▼

#[cfg(test)]
mod tests {
    use super::*;
    use crate::conn::testing::{pipe, PeerEnd, PipeConn};

    struct SentPacket {
        entire_length: u64,
        this_length: u64,
        packet_num: u64,
        operation: u64,
        body: Vec<u8>,
    }

    fn sent_packets(peer: &PeerEnd) -> Vec<SentPacket> {
        let wire = peer.take_sent();
        let mut out = Vec::new();
        let mut at = 0;
        while at < wire.len() {
            assert_eq!(&wire[at..at + 8], AFC_MAGIC, "bad magic at offset {}", at);
            let entire_length = LittleEndian::read_u64(&wire[at + 8..at + 16]);
            let this_length = LittleEndian::read_u64(&wire[at + 16..at + 24]);
            let packet_num = LittleEndian::read_u64(&wire[at + 24..at + 32]);
            let operation = LittleEndian::read_u64(&wire[at + 32..at + 40]);
            let body = wire[at + HEADER_LEN..at + entire_length as usize].to_vec();
            out.push(SentPacket {
                entire_length,
                this_length,
                packet_num,
                operation,
                body,
            });
            at += entire_length as usize;
        }
        out
    }

    fn push_reply(peer: &PeerEnd, packet_num: u64, operation: u64, body: &[u8]) {
        let mut frame = Vec::with_capacity(HEADER_LEN + body.len());
        frame.extend_from_slice(AFC_MAGIC);
        let mut fields = [0u8; 32];
        LittleEndian::write_u64(&mut fields[0..8], (HEADER_LEN + body.len()) as u64);
        LittleEndian::write_u64(&mut fields[8..16], (HEADER_LEN + body.len()) as u64);
        LittleEndian::write_u64(&mut fields[16..24], packet_num);
        LittleEndian::write_u64(&mut fields[24..32], operation);
        frame.extend_from_slice(&fields);
        frame.extend_from_slice(body);
        peer.push(&frame);
    }

    fn push_status(peer: &PeerEnd, packet_num: u64, code: u64) {
        push_reply(peer, packet_num, op::STATUS, &code.to_le_bytes());
    }

    fn client() -> (AfcClient<PipeConn>, PeerEnd) {
        let (conn, peer) = pipe();
        (AfcClient::new(conn), peer)
    }

    #[test]
    fn test_packet_numbers_are_monotonic_and_mirrored() {
        let (mut afc, peer) = client();
        push_status(&peer, 1, 0);
        push_status(&peer, 2, 0);
        afc.make_directory("/a").unwrap();
        afc.make_directory("/b").unwrap();

        let packets = sent_packets(&peer);
        assert_eq!(packets.len(), 2);
        assert_eq!(packets[0].packet_num, 1);
        assert_eq!(packets[1].packet_num, 2);
    }

    #[test]
    fn test_mismatched_packet_num_rejected() {
        let (mut afc, peer) = client();
        push_status(&peer, 9, 0);
        assert_eq!(
            afc.make_directory("/a").unwrap_err(),
            AfcError::OpHeaderInvalid
        );
    }

    #[test]
    fn test_read_directory_parses_null_list() {
        let (mut afc, peer) = client();
        push_reply(&peer, 1, op::DATA, b".\0..\0Photos\0Downloads\0");
        let names = afc.read_directory("/").unwrap();
        assert_eq!(names, vec![".", "..", "Photos", "Downloads"]);

        let packets = sent_packets(&peer);
        assert_eq!(packets[0].operation, op::READ_DIR);
        assert_eq!(packets[0].body, b"/\0");
    }

    #[test]
    fn test_device_info_becomes_map() {
        let (mut afc, peer) = client();
        push_reply(
            &peer,
            1,
            op::DATA,
            b"Model\0iPhone1,1\0FSTotalBytes\08000000000\0",
        );
        let info = afc.get_device_info().unwrap();
        assert_eq!(info.get("Model").map(String::as_str), Some("iPhone1,1"));
        assert_eq!(
            info.get("FSTotalBytes").map(String::as_str),
            Some("8000000000")
        );
    }

    #[test]
    fn test_remove_path_remaps_unknown_to_dir_not_empty() {
        let (mut afc, peer) = client();
        push_status(&peer, 1, 1); // generic "unknown" from the device
        assert_eq!(
            afc.remove_path("/full-dir").unwrap_err(),
            AfcError::DirNotEmpty
        );
    }

    #[test]
    fn test_status_codes_surface() {
        let (mut afc, peer) = client();
        push_status(&peer, 1, 8);
        assert_eq!(
            afc.get_file_info("/nope").unwrap_err(),
            AfcError::ObjectNotFound
        );
    }

    #[test]
    fn test_file_open_returns_handle() {
        let (mut afc, peer) = client();
        push_reply(&peer, 1, op::FILE_OPEN_RES, &7u64.to_le_bytes());
        let handle = afc.file_open("/file.bin", FileMode::Write).unwrap();
        assert_eq!(handle, 7);

        let packets = sent_packets(&peer);
        assert_eq!(LittleEndian::read_u64(&packets[0].body[0..8]), 3);
        assert_eq!(&packets[0].body[8..], b"/file.bin\0");
    }

    #[test]
    fn test_large_write_chunks_with_split_headers() {
        let total = 200_000usize;
        let (mut afc, peer) = client();
        push_reply(&peer, 1, op::FILE_OPEN_RES, &5u64.to_le_bytes());
        let handle = afc.file_open("/blob", FileMode::Write).unwrap();

        let chunks = total.div_ceil(MAX_WRITE_CHUNK);
        for i in 0..chunks {
            push_status(&peer, 2 + i as u64, 0);
        }
        peer.take_sent();
        let data = vec![0x5au8; total];
        assert_eq!(afc.file_write(handle, &data).unwrap(), total);

        let packets = sent_packets(&peer);
        assert_eq!(packets.len(), chunks);
        let mut payload_total = 0;
        for (i, p) in packets.iter().enumerate() {
            assert_eq!(p.operation, op::WRITE);
            assert_eq!(p.packet_num, 2 + i as u64);
            // Split form: header + 8-byte handle first, payload separate.
            assert_eq!(p.this_length as usize, HEADER_LEN + 8);
            assert_eq!(LittleEndian::read_u64(&p.body[0..8]), handle);
            payload_total += p.entire_length as usize - p.this_length as usize;
        }
        assert_eq!(payload_total, total);
    }

    #[test]
    fn test_file_read_chunks_until_short() {
        let (mut afc, peer) = client();
        // 70000 requested: one full 65536 chunk, then a short 1000-byte one.
        push_reply(&peer, 1, op::DATA, &vec![1u8; MAX_READ_CHUNK]);
        push_reply(&peer, 2, op::DATA, &vec![2u8; 1000]);
        let data = afc.file_read(3, 70_000).unwrap();
        assert_eq!(data.len(), MAX_READ_CHUNK + 1000);

        let packets = sent_packets(&peer);
        assert_eq!(packets.len(), 2);
        assert_eq!(LittleEndian::read_u64(&packets[0].body[8..16]), MAX_READ_CHUNK as u64);
        assert_eq!(
            LittleEndian::read_u64(&packets[1].body[8..16]),
            (70_000 - MAX_READ_CHUNK) as u64
        );
    }

    #[test]
    fn test_file_tell_reports_position() {
        let (mut afc, peer) = client();
        push_reply(&peer, 1, op::FILE_TELL_RES, &200_000u64.to_le_bytes());
        assert_eq!(afc.file_tell(4).unwrap(), 200_000);
    }

    #[test]
    fn test_file_seek_parameter_layout() {
        let (mut afc, peer) = client();
        push_status(&peer, 1, 0);
        afc.file_seek(4, SeekFrom::End(-16)).unwrap();

        let packets = sent_packets(&peer);
        let body = &packets[0].body;
        assert_eq!(body.len(), 24);
        assert_eq!(LittleEndian::read_u64(&body[0..8]), 4);
        assert_eq!(LittleEndian::read_u32(&body[8..12]), 2);
        assert_eq!(&body[12..16], &[0, 0, 0, 0]);
        assert_eq!(LittleEndian::read_i64(&body[16..24]), -16);
    }

    #[test]
    fn test_unknown_reply_operation_not_supported() {
        let (mut afc, peer) = client();
        push_reply(&peer, 1, 0x99, &[0u8; 8]);
        assert_eq!(
            afc.read_directory("/").unwrap_err(),
            AfcError::OpNotSupported
        );
    }

    #[test]
    fn test_lock_and_link_parameters() {
        let (mut afc, peer) = client();
        push_status(&peer, 1, 0);
        afc.file_lock(9, LockOp::Exclusive).unwrap();
        push_status(&peer, 2, 0);
        afc.make_link(LinkType::Symbolic, "/target", "/link").unwrap();

        let packets = sent_packets(&peer);
        assert_eq!(LittleEndian::read_u64(&packets[0].body[8..16]), 6);
        assert_eq!(LittleEndian::read_u64(&packets[1].body[0..8]), 2);
        assert_eq!(&packets[1].body[8..], b"/target\0/link\0");
    }
}
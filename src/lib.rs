//! Host-side client for the usbmux protocol spoken by Apple mobile devices
//! over USB: one bulk endpoint carries many TCP-like virtual connections, and
//! the control, file-access, sync and notification services ride on top.

pub mod afc;
pub mod conn;
pub mod device;
pub mod error;
pub mod lockdown;
pub mod mux;
pub mod notification;
pub mod pairing;
pub mod plist_io;
pub mod sync;
pub mod usb;
pub mod util;

pub use afc::{AfcClient, FileMode, LinkType, LockOp};
pub use conn::Conn;
pub use device::{Device, DeviceDesc};
pub use error::{AfcError, AfcResult, Error, Result};
pub use lockdown::{ensure_paired, LockdownClient, LOCKDOWN_PORT};
pub use mux::VConn;
pub use notification::{NotificationClient, NotificationListener};
pub use pairing::{PairingRecord, RecordStore};
pub use plist_io::PlistChannel;
pub use sync::SyncClient;
pub use util::debug::{debug_level, set_debug_level};
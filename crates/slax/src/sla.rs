//! ⏰ The SLA Deriver: how long until it's on fire, or how long it has been on fire.
//!
//! 🧠 Knowledge graph:
//! - Input: a breach instant (or `None`), a reference "now", a warning threshold.
//! - Output: [`SlaVerdict`] = state + the string a human reads + whether to sweat.
//! - Pure. No clock in here. The caller decides what "now" is, which is how the tests
//!   get to stand one second either side of a deadline without a time machine.
//! - The warning band is a costume `WithinSla` wears, not a fourth state. 🦆

use std::fmt;
use std::str::FromStr;

use chrono::{DateTime, TimeDelta, Utc};
use serde::Serialize;

const SECS_PER_MINUTE: i64 = 60;
const SECS_PER_HOUR: i64 = 3600;
const SECS_PER_DAY: i64 = 86_400;

/// 🚦 Where a ticket stands against its deadline.
#[derive(Debug, Clone, Copy, PartialEq, Eq, Hash, Serialize)]
pub enum SlaState {
    NoSla,
    WithinSla,
    Breached,
}

impl SlaState {
    pub fn label(self) -> &'static str {
        match self {
            SlaState::NoSla => "⚪ N/A",
            SlaState::WithinSla => "✅ Within SLA",
            SlaState::Breached => "🚨 Breached",
        }
    }
}

/// 🧾 One ticket's SLA, ready to print.
#[derive(Debug, Clone, PartialEq, Eq, Serialize)]
pub struct SlaVerdict {
    pub state: SlaState,
    pub display: String,
    /// ⚠️ Within SLA, but less than the warning threshold to go.
    pub warning: bool,
}

/// ⏰ Classify a breach instant against `now`.
///
/// - no breach instant: `NoSla`, `"N/A (No SLA)"`
/// - breach strictly before now: `Breached`, elapsed time in the largest sensible units
/// - less than `warning_threshold` left: `WithinSla` with a warning
/// - otherwise: `WithinSla`, days and hours left
pub fn classify(breach: Option<DateTime<Utc>>, now: DateTime<Utc>, warning_threshold: TimeDelta) -> SlaVerdict {
    let Some(breach) = breach else {
        return SlaVerdict {
            state: SlaState::NoSla,
            display: "N/A (No SLA)".to_string(),
            warning: false,
        };
    };

    let remaining = breach - now;
    if remaining < TimeDelta::zero() {
        let ago = (-remaining).num_seconds();
        let (days, hours, minutes) = (
            ago / SECS_PER_DAY,
            (ago % SECS_PER_DAY) / SECS_PER_HOUR,
            (ago % SECS_PER_HOUR) / SECS_PER_MINUTE,
        );
        let display = if days > 0 {
            format!("🚨 Breached {days}d {hours}h ago")
        } else if hours > 0 {
            format!("🚨 Breached {hours}h {minutes}m ago")
        } else {
            format!("🚨 Breached {minutes}m ago")
        };
        return SlaVerdict {
            state: SlaState::Breached,
            display,
            warning: false,
        };
    }

    let left = remaining.num_seconds();
    if remaining < warning_threshold {
        SlaVerdict {
            state: SlaState::WithinSla,
            display: format!(
                "⚠️ {}h {}m remaining",
                left / SECS_PER_HOUR,
                (left % SECS_PER_HOUR) / SECS_PER_MINUTE
            ),
            warning: true,
        }
    } else {
        SlaVerdict {
            state: SlaState::WithinSla,
            display: format!(
                "✅ {}d {}h remaining",
                left / SECS_PER_DAY,
                (left % SECS_PER_DAY) / SECS_PER_HOUR
            ),
            warning: false,
        }
    }
}

/// 📊 The metric tiles: how many of each.
#[derive(Debug, Clone, Copy, Default, PartialEq, Eq, Serialize)]
pub struct SlaSummary {
    pub total: usize,
    pub within_sla: usize,
    pub breached: usize,
    pub no_sla: usize,
    /// Subset of `within_sla`.
    pub warning: usize,
}

pub fn summarize<'a>(verdicts: impl IntoIterator<Item = &'a SlaVerdict>) -> SlaSummary {
    verdicts
        .into_iter()
        .fold(SlaSummary::default(), |mut summary, verdict| {
            summary.total += 1;
            match verdict.state {
                SlaState::NoSla => summary.no_sla += 1,
                SlaState::WithinSla => summary.within_sla += 1,
                SlaState::Breached => summary.breached += 1,
            }
            if verdict.warning {
                summary.warning += 1;
            }
            summary
        })
}

/// 🔘 Which tickets the report table shows.
#[derive(Debug, Clone, Copy, Default, PartialEq, Eq, Hash)]
pub enum SlaFilter {
    #[default]
    All,
    WithinSla,
    Breached,
}

impl SlaFilter {
    pub fn matches(self, state: SlaState) -> bool {
        match self {
            SlaFilter::All => true,
            SlaFilter::WithinSla => state == SlaState::WithinSla,
            SlaFilter::Breached => state == SlaState::Breached,
        }
    }
}

impl fmt::Display for SlaFilter {
    fn fmt(&self, f: &mut fmt::Formatter<'_>) -> fmt::Result {
        f.write_str(match self {
            SlaFilter::All => "All",
            SlaFilter::WithinSla => "✅ Within SLA",
            SlaFilter::Breached => "🚨 Breached",
        })
    }
}

impl FromStr for SlaFilter {
    type Err = String;

    fn from_str(raw: &str) -> Result<Self, Self::Err> {
        match raw.trim().to_ascii_lowercase().as_str() {
            "all" => Ok(SlaFilter::All),
            "within" | "within-sla" | "within_sla" => Ok(SlaFilter::WithinSla),
            "breached" => Ok(SlaFilter::Breached),
            other => Err(format!("unknown filter '{other}': expected all, within or breached")),
        }
    }
}
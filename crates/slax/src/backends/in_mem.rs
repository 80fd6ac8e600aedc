//! # Previously, on Slax...
//!
//! 🎬 The tests needed a Jira. Jira needed a VPN, a token, and a good mood. The tests had
//! none of those. So someone wrote a Jira that lives entirely in RAM, answers instantly,
//! and can be told to fail on cue like a stunt double.
//!
//! That someone was this module.
//!
//! - [`InMemoryTicketing`] serves canned issues, optionally routed by a JQL fragment, and
//!   can be scripted to return an HTTP status for one route. It counts searches so cache
//!   tests can prove nobody called twice.
//! - [`InMemoryMailbox`] serves canned messages, and ids that are listed but never
//!   fetchable, for the "one message went missing" story.
//!
//! ⚠️ This is NOT for production. This is for tests and demos. 🦆

use std::sync::Mutex;

use async_trait::async_trait;
use serde_json::{Value, json};

use crate::backends::{MailboxSource, SearchRequest, TicketingSource};
use crate::error::{FetchError, FetchResult};
use crate::ticket_key::TicketKey;

/// 🎬 What a route does when its JQL fragment shows up.
#[derive(Debug, Clone)]
enum Scripted {
    Issues(Vec<Value>),
    Status(u16),
}

/// 🎟️ A ticketing system with perfect uptime, unless told otherwise.
#[derive(Debug, Default)]
pub struct InMemoryTicketing {
    // 📦 every issue we know about; the answer to any search no route claims
    issues: Vec<Value>,
    routes: Vec<(String, Scripted)>,
    searches: Mutex<Vec<String>>,
}

impl InMemoryTicketing {
    pub fn new(issues: Vec<Value>) -> Self {
        Self {
            issues,
            ..Self::default()
        }
    }

    /// 🧭 Searches whose JQL contains `fragment` get exactly these issues.
    pub fn with_search(mut self, fragment: impl Into<String>, issues: Vec<Value>) -> Self {
        self.routes.push((fragment.into(), Scripted::Issues(issues)));
        self
    }

    /// 💥 Searches whose JQL contains `fragment` fail with this HTTP status.
    pub fn failing_search(mut self, fragment: impl Into<String>, status: u16) -> Self {
        self.routes.push((fragment.into(), Scripted::Status(status)));
        self
    }

    /// 📊 How many searches have arrived so far.
    pub fn search_count(&self) -> usize {
        self.searches.lock().unwrap_or_else(|poisoned| poisoned.into_inner()).len()
    }
}

#[async_trait]
impl TicketingSource for InMemoryTicketing {
    async fn search(&self, request: &SearchRequest) -> FetchResult<Value> {
        self.searches
            .lock()
            .unwrap_or_else(|poisoned| poisoned.into_inner())
            .push(request.jql.clone());

        let scripted = self
            .routes
            .iter()
            .find(|(fragment, _)| request.jql.contains(fragment.as_str()))
            .map(|(_, scripted)| scripted);

        let issues = match scripted {
            Some(Scripted::Status(status)) => {
                return Err(FetchError::Http {
                    status: *status,
                    url: "mem://search".to_string(),
                    body: format!("scripted failure for {:?}", request.jql),
                });
            }
            Some(Scripted::Issues(issues)) => issues,
            None => &self.issues,
        };

        let capped: Vec<Value> = issues
            .iter()
            .take(request.max_results as usize)
            .cloned()
            .collect();
        Ok(json!({ "issues": capped }))
    }

    async fn get_one(&self, key: &TicketKey, _fields: &[&str]) -> FetchResult<Value> {
        self.issues
            .iter()
            .find(|issue| issue.get("key").and_then(Value::as_str) == Some(key.as_str()))
            .cloned()
            .ok_or_else(|| FetchError::NotFound(key.to_string()))
    }
}

/// 📨 An inbox that never needs a token.
#[derive(Debug, Default)]
pub struct InMemoryMailbox {
    // 📋 ids in listing order; some may have no body below, on purpose
    listed: Vec<String>,
    messages: Vec<(String, Value)>,
    search_fails: bool,
}

impl InMemoryMailbox {
    pub fn new() -> Self {
        Self::default()
    }

    pub fn with_message(mut self, id: impl Into<String>, message: Value) -> Self {
        let id = id.into();
        self.listed.push(id.clone());
        self.messages.push((id, message));
        self
    }

    /// 👻 Listed by the search, gone by the time anyone fetches it.
    pub fn with_dangling_id(mut self, id: impl Into<String>) -> Self {
        self.listed.push(id.into());
        self
    }

    /// 💥 Every search fails with a 500.
    pub fn failing() -> Self {
        Self {
            search_fails: true,
            ..Self::default()
        }
    }
}

#[async_trait]
impl MailboxSource for InMemoryMailbox {
    async fn search_messages(&self, _query: &str, max_results: usize) -> FetchResult<Vec<String>> {
        if self.search_fails {
            return Err(FetchError::Http {
                status: 500,
                url: "mem://messages".to_string(),
                body: "scripted failure".to_string(),
            });
        }
        Ok(self.listed.iter().take(max_results).cloned().collect())
    }

    async fn get_message(&self, id: &str) -> FetchResult<Value> {
        self.messages
            .iter()
            .find(|(known, _)| known == id)
            .map(|(_, message)| message.clone())
            .ok_or_else(|| FetchError::Http {
                status: 404,
                url: format!("mem://messages/{id}"),
                body: String::new(),
            })
    }
}
//! 🎨 The Renderer: a [`DashboardReport`] in, plain-text tables out.
//!
//! Tables so comfy they have lumbar support. Every function here is pure and returns a
//! `String`; printing it is the caller's business. 🍽️

use std::collections::BTreeMap;

use chrono::NaiveDate;
use comfy_table::presets::{NOTHING, UTF8_FULL_CONDENSED};
use comfy_table::{Cell, CellAlignment, ContentArrangement, Table};

use crate::common::{IssueRecord, LabelCount, NOT_AVAILABLE};
use crate::dashboard::{ActiveTicket, DashboardReport, TicketDetails};
use crate::sla::SlaFilter;

const CREATED_FORMAT: &str = "%d%b%Y %H:%M";
const START_FORMAT: &str = "%d%b%Y";
const REFRESHED_FORMAT: &str = "%Y-%m-%d %H:%M:%S";

fn table() -> Table {
    let mut table = Table::new();
    table.load_preset(UTF8_FULL_CONDENSED);
    table.set_content_arrangement(ContentArrangement::Disabled);
    table
}

fn right(value: impl ToString) -> Cell {
    Cell::new(value).set_alignment(CellAlignment::Right)
}

fn tiles(report: &DashboardReport) -> Table {
    // -- NOTHING preset: tiles are a row of big numbers, not a spreadsheet
    let mut tiles = Table::new();
    tiles.load_preset(NOTHING);
    tiles.set_header(vec![
        "🎟️ Total Active",
        "✅ Within SLA",
        "⚠️ Nearing Breach",
        "🚨 Breached",
        "⚪ No SLA",
        "🔥 Priority Tickets Today",
    ]);
    tiles.add_row(vec![
        right(report.sla.total),
        right(report.sla.within_sla),
        right(report.sla.warning),
        right(report.sla.breached),
        right(report.sla.no_sla),
        right(report.priority_mail_count),
    ]);
    tiles
}

fn ticket_table<'a>(tickets: impl IntoIterator<Item = &'a ActiveTicket>) -> Table {
    let mut table = table();
    table.set_header(vec![
        "Ticket",
        "Link",
        "SLA Status",
        "SLA",
        "Status",
        "Assignee",
        "Request Type",
        "Created",
        "Start Date",
    ]);
    for ticket in tickets {
        let record = &ticket.record;
        table.add_row(vec![
            Cell::new(&record.key),
            Cell::new(&ticket.link),
            Cell::new(ticket.verdict.state.label()),
            Cell::new(&ticket.verdict.display),
            Cell::new(&record.status),
            Cell::new(&record.assignee),
            Cell::new(&record.request_type),
            Cell::new(record.created.format(CREATED_FORMAT)),
            Cell::new(
                record
                    .campaign_start
                    .map(|start| start.format(START_FORMAT).to_string())
                    .unwrap_or_else(|| NOT_AVAILABLE.to_string()),
            ),
        ]);
    }
    table
}

fn counts_table(header: &str, counts: &[LabelCount]) -> Table {
    let mut table = table();
    table.set_header(vec![Cell::new(header), right("Count")]);
    for entry in counts {
        table.add_row(vec![Cell::new(&entry.label), right(entry.count)]);
    }
    table
}

fn records_table<'a>(records: impl IntoIterator<Item = &'a IssueRecord>) -> Table {
    let mut table = table();
    table.set_header(vec!["Ticket", "Status", "Request Type", "Created", "Resolved"]);
    for record in records {
        table.add_row(vec![
            Cell::new(&record.key),
            Cell::new(&record.status),
            Cell::new(&record.request_type),
            Cell::new(record.created.format(CREATED_FORMAT)),
            Cell::new(
                record
                    .resolved
                    .map(|at| at.format(CREATED_FORMAT).to_string())
                    .unwrap_or_default(),
            ),
        ]);
    }
    table
}

fn trend_table(report: &DashboardReport) -> Table {
    let per_day = report
        .daily
        .created_per_day
        .iter()
        .fold(BTreeMap::<NaiveDate, usize>::new(), |mut days, bucket| {
            *days.entry(bucket.date).or_insert(0) += bucket.count;
            days
        });
    let mut table = table();
    table.set_header(vec![Cell::new("Day"), right("Created")]);
    for (day, count) in per_day {
        table.add_row(vec![Cell::new(day), right(count)]);
    }
    table
}

/// 📋 The whole report, with the ticket table seen through `filter`.
///
/// The footer shows when the data last came back from upstream, not when this report was
/// assembled: a cycle served from cache is only as fresh as the fetch that filled it.
pub fn render_report(report: &DashboardReport, filter: SlaFilter) -> String {
    let mut lines: Vec<String> = vec![format!("{}\n", tiles(report))];

    let shown = report.tickets(filter);
    lines.push(format!("🎫 Tickets ({filter}): {} shown", shown.len()));
    if shown.is_empty() {
        lines.push("No tickets found.\n".to_string());
    } else {
        lines.push(format!("{}\n", ticket_table(shown)));
    }

    let daily = &report.daily;
    lines.push(format!("📅 Today's Highlights ({})", daily.day.format("%Y-%m-%d")));
    lines.push(format!("🆕 Tickets Created Today: {}", daily.created_today));
    lines.push(format!("🏁 Tickets Closed Today: {}\n", daily.closed_today));
    lines.push(format!(
        "{}\n",
        counts_table("🏆 Top Request Types Today", &daily.top_request_types)
    ));
    if daily.top_assignees.is_empty() {
        lines.push("👥 No tickets assigned today.\n".to_string());
    } else {
        lines.push(format!("{}\n", counts_table("👥 Top Assignees Today", &daily.top_assignees)));
    }
    if !daily.closed_by_assignee.is_empty() {
        lines.push(format!("{}\n", counts_table("🏁 Closed Today By", &daily.closed_by_assignee)));
    }

    lines.push("📊 Active Ticket Overview".to_string());
    lines.push(counts_table("Status", &report.overview.by_status).to_string());
    lines.push(counts_table("Assignee", &report.overview.by_assignee).to_string());
    lines.push(format!("{}\n", counts_table("Request Type", &report.overview.by_request_type)));

    if !daily.created_per_day.is_empty() {
        lines.push(format!("📈 Created Per Day (last 30 days)\n{}\n", trend_table(report)));
    }

    for warning in &report.warnings {
        lines.push(format!("⚠️ {}: {}", warning.source, warning.message));
    }

    let refreshed = report
        .last_fetch
        .map(|at| at.format(REFRESHED_FORMAT).to_string())
        .unwrap_or_else(|| "never".to_string());
    lines.push(format!("Data last refreshed: {refreshed}"));
    lines.join("\n")
}

/// 👤 One assignee's active tickets, oldest first.
pub fn render_assignee(report: &DashboardReport, assignee: &str) -> String {
    let tickets = report.tickets_for_assignee(assignee);
    if tickets.is_empty() {
        return format!("No active tickets for {assignee}.");
    }
    format!("🎫 Tickets for {assignee}: {}\n{}", tickets.len(), ticket_table(tickets))
}

/// 🏁 What one assignee closed today.
pub fn render_closed_by(report: &DashboardReport, assignee: &str) -> String {
    let closed = report.closed_today_for(assignee);
    if closed.is_empty() {
        return format!("{assignee} has not closed anything today.");
    }
    format!("🏁 Closed today by {assignee}: {}\n{}", closed.len(), records_table(closed))
}

/// 🔍 A single ticket, two columns, no surprises.
pub fn render_ticket(details: &TicketDetails) -> String {
    let mut table = table();
    table.set_header(vec!["Field", "Value"]);
    for (field, value) in [
        ("Ticket", &details.key),
        ("Link", &details.link),
        ("Status", &details.status),
        ("Assignee", &details.assignee),
        ("Request Type", &details.request_type),
        ("Created", &details.created),
        ("Resolved", &details.resolved),
    ] {
        table.add_row(vec![field, value.as_str()]);
    }
    table.to_string()
}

▲

How to complete this task » Everything from the first line above up to and including the line that contains "while at < wire.len()" should be printed exactly; please print only that.

Solved exercise »
#[cfg(test)]
mod tests {
    use super::*;
    use crate::conn::testing::{pipe, PeerEnd, PipeConn};

    struct SentPacket {
        entire_length: u64,
        this_length: u64,
        packet_num: u64,
        operation: u64,
        body: Vec<u8>,
    }

    fn sent_packets(peer: &PeerEnd) -> Vec<SentPacket> {
        let wire = peer.take_sent();
        let mut out = Vec::new();
        let mut at = 0;
        while at < wire.len() {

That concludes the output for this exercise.